Collected data
------------------------------------

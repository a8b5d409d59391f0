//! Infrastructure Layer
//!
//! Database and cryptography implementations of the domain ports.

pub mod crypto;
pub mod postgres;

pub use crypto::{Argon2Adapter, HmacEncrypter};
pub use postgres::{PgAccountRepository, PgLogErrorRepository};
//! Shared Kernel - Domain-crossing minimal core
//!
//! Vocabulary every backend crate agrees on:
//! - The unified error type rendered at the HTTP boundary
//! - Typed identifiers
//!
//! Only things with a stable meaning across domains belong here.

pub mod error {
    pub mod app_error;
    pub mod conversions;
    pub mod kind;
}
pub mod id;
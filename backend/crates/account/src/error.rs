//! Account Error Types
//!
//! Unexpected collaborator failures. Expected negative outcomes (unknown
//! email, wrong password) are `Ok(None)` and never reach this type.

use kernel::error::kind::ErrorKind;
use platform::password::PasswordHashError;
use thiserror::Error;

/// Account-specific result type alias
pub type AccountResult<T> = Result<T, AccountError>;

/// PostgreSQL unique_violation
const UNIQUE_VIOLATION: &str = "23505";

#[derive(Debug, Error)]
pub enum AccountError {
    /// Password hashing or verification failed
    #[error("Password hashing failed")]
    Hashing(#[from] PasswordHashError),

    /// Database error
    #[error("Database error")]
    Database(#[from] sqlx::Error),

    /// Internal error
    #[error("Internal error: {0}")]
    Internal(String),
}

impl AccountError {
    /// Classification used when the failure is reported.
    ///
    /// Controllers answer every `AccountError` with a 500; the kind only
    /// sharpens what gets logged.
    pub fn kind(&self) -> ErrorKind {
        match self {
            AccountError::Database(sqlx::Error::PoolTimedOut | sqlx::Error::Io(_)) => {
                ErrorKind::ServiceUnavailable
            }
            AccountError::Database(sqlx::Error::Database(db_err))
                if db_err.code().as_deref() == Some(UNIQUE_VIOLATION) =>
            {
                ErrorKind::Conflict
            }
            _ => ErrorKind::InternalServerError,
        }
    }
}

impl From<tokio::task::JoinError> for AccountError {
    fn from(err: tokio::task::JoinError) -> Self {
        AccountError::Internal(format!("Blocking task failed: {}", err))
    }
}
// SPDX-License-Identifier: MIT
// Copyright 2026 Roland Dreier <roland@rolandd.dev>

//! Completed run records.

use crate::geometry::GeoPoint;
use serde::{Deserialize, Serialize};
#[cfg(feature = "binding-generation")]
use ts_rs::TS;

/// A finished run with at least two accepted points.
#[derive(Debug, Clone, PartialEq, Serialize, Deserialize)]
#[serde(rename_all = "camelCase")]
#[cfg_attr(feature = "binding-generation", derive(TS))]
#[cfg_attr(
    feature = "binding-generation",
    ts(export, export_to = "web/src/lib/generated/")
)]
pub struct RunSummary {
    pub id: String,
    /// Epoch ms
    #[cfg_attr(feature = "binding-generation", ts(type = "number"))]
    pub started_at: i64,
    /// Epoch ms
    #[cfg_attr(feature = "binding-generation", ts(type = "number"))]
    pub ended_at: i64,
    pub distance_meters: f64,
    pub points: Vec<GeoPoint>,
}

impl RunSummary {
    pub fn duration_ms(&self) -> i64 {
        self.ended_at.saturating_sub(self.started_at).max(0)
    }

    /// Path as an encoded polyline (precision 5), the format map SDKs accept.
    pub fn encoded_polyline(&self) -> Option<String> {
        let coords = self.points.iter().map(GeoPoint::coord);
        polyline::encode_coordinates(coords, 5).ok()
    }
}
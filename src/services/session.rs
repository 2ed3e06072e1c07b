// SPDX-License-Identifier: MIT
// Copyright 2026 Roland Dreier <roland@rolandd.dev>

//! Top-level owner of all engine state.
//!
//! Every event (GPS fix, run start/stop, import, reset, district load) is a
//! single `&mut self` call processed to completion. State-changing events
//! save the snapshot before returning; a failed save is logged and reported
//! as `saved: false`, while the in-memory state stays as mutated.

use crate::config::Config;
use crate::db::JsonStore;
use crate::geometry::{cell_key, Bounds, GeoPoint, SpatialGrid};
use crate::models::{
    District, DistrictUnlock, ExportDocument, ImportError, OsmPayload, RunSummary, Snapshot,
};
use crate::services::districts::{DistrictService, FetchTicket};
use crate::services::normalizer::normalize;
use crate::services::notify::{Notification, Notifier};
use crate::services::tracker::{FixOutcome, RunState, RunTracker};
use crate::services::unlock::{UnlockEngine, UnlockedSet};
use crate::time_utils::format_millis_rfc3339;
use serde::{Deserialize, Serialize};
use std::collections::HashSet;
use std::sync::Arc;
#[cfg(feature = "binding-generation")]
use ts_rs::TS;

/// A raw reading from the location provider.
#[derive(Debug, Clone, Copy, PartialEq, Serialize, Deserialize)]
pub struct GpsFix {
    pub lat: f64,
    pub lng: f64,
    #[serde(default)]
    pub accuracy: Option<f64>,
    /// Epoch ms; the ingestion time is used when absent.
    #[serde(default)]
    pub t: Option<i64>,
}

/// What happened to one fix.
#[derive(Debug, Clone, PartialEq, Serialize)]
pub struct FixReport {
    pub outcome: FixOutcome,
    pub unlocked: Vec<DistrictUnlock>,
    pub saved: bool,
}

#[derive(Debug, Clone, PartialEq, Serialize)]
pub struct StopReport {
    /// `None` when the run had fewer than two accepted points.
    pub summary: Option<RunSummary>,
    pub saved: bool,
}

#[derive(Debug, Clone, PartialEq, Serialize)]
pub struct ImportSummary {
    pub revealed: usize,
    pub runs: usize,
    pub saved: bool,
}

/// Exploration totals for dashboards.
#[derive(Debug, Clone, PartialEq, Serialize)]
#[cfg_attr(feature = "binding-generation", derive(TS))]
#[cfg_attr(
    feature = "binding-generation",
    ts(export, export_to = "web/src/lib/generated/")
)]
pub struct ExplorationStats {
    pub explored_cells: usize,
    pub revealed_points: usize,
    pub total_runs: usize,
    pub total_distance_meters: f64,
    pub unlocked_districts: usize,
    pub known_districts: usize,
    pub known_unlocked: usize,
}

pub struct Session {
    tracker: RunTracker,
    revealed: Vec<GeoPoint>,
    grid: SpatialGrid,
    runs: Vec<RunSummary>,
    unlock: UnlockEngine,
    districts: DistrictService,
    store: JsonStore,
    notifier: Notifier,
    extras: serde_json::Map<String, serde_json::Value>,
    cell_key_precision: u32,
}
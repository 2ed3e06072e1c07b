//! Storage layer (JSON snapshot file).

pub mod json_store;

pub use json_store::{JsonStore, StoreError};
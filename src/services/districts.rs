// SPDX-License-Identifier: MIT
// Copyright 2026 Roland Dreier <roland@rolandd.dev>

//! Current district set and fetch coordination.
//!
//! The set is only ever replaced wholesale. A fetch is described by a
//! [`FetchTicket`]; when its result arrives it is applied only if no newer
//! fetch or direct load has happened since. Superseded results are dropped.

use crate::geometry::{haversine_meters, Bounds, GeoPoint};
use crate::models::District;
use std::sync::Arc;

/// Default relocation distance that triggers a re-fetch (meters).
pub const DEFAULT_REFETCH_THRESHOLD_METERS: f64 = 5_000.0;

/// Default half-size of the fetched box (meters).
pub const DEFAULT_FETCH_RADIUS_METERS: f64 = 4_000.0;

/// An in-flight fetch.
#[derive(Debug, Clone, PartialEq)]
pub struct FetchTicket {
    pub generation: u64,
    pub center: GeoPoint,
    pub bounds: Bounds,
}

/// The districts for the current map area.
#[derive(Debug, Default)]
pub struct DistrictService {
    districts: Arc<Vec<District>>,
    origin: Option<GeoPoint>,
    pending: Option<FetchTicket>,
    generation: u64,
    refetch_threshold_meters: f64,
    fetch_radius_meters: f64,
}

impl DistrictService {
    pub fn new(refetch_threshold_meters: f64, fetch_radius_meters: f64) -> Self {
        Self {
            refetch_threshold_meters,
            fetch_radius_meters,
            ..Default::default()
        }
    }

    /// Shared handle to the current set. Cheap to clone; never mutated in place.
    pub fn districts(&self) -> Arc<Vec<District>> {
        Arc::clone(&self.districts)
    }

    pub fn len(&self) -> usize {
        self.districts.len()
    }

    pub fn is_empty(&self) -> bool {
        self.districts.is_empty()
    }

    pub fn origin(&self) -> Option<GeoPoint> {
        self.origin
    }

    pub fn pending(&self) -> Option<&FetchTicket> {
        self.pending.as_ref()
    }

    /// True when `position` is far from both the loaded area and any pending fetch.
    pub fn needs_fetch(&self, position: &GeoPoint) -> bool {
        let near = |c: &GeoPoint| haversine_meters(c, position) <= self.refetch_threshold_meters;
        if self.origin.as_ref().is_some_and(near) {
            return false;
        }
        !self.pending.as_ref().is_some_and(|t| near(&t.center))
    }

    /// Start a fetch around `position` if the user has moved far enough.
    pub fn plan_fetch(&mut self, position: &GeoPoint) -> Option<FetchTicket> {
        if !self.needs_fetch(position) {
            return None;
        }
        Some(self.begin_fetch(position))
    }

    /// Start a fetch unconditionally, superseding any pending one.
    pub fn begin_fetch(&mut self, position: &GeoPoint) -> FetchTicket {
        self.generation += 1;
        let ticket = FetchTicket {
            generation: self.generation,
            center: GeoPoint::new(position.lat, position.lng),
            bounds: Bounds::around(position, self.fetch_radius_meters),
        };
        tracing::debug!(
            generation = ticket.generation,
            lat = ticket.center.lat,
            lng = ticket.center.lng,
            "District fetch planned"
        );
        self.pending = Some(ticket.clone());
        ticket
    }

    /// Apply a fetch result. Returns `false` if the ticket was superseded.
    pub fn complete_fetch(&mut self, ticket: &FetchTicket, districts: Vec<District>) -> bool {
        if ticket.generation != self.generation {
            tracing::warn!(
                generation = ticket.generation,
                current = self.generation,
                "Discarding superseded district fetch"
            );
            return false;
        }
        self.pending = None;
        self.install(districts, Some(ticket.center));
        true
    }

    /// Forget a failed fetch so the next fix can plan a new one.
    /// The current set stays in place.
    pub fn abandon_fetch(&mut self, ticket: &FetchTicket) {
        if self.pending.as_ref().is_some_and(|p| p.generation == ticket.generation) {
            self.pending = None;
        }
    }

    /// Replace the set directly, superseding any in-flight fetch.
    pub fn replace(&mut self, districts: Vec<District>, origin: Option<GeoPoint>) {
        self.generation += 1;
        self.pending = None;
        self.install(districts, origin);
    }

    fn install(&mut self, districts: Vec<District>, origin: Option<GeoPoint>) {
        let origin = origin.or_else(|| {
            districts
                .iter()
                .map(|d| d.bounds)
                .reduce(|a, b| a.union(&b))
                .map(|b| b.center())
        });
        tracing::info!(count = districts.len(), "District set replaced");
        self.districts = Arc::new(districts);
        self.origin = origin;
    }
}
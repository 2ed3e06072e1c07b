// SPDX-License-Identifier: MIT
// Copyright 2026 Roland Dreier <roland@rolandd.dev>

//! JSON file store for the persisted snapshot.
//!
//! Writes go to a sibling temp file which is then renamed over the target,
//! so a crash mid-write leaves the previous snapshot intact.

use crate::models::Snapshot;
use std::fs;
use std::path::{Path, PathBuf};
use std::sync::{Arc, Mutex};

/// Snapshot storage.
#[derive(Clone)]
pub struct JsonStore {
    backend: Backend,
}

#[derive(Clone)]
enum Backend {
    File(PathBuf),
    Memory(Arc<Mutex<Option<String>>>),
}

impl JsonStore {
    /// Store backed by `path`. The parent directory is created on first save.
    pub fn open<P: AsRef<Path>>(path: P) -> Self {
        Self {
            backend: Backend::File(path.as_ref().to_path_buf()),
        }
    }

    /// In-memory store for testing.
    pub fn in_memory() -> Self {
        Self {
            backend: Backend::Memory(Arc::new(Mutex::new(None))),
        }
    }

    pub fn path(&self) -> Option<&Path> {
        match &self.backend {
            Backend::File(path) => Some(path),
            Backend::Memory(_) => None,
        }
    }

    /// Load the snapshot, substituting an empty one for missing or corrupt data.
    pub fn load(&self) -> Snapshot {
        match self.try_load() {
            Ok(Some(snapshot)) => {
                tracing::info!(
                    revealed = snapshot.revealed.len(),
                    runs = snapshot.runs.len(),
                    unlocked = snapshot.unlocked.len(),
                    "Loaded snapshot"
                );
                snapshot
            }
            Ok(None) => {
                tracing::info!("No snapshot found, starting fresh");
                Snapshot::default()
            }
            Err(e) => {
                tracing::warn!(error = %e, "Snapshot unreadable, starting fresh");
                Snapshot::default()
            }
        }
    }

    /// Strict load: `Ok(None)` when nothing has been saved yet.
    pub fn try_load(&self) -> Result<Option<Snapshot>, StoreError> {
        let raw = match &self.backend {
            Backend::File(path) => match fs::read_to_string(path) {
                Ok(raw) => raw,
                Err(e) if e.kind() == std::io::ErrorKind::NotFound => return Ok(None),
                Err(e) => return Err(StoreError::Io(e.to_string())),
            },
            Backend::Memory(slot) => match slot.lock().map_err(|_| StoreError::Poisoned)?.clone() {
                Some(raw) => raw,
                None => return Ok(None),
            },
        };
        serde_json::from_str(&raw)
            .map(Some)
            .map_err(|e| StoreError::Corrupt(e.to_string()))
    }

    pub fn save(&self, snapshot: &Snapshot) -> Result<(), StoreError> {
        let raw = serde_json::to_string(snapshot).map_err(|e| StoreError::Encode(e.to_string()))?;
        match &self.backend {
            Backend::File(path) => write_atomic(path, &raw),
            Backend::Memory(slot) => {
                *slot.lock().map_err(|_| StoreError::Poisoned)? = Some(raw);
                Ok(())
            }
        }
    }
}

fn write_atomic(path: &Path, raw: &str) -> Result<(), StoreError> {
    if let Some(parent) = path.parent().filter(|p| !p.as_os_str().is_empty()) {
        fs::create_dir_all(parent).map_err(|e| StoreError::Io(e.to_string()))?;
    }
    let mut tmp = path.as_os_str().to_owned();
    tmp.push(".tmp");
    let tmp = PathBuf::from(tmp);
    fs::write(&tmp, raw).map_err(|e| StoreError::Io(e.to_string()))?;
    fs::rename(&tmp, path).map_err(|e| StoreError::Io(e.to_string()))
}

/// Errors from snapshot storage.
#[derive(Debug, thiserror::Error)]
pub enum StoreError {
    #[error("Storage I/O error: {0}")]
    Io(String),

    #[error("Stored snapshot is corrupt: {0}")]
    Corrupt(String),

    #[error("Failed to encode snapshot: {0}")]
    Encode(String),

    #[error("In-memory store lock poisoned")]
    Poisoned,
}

------------------------------------

**DESCRIPTION OF THE TASK:**
Beginning at the top of the data, please return every line until and including the line containing "use platform::password::PasswordHashError;", copied exactly, and nothing past it.

**SOLUTION TO THIS TASK:**
repository a8b5d409d59391f0
//! Infrastructure Layer
//!
//! Database and cryptography implementations of the domain ports.

pub mod crypto;
pub mod postgres;

pub use crypto::{Argon2Adapter, HmacEncrypter};
pub use postgres::{PgAccountRepository, PgLogErrorRepository};
//! Shared Kernel - Domain-crossing minimal core
//!
//! Vocabulary every backend crate agrees on:
//! - The unified error type rendered at the HTTP boundary
//! - Typed identifiers
//!
//! Only things with a stable meaning across domains belong here.

pub mod error {
    pub mod app_error;
    pub mod conversions;
    pub mod kind;
}
pub mod id;
filename backend/crates/account/src/error.rs
//! Account Error Types
//!
//! Unexpected collaborator failures. Expected negative outcomes (unknown
//! email, wrong password) are `Ok(None)` and never reach this type.

use kernel::error::kind::ErrorKind;
use platform::password::PasswordHashError;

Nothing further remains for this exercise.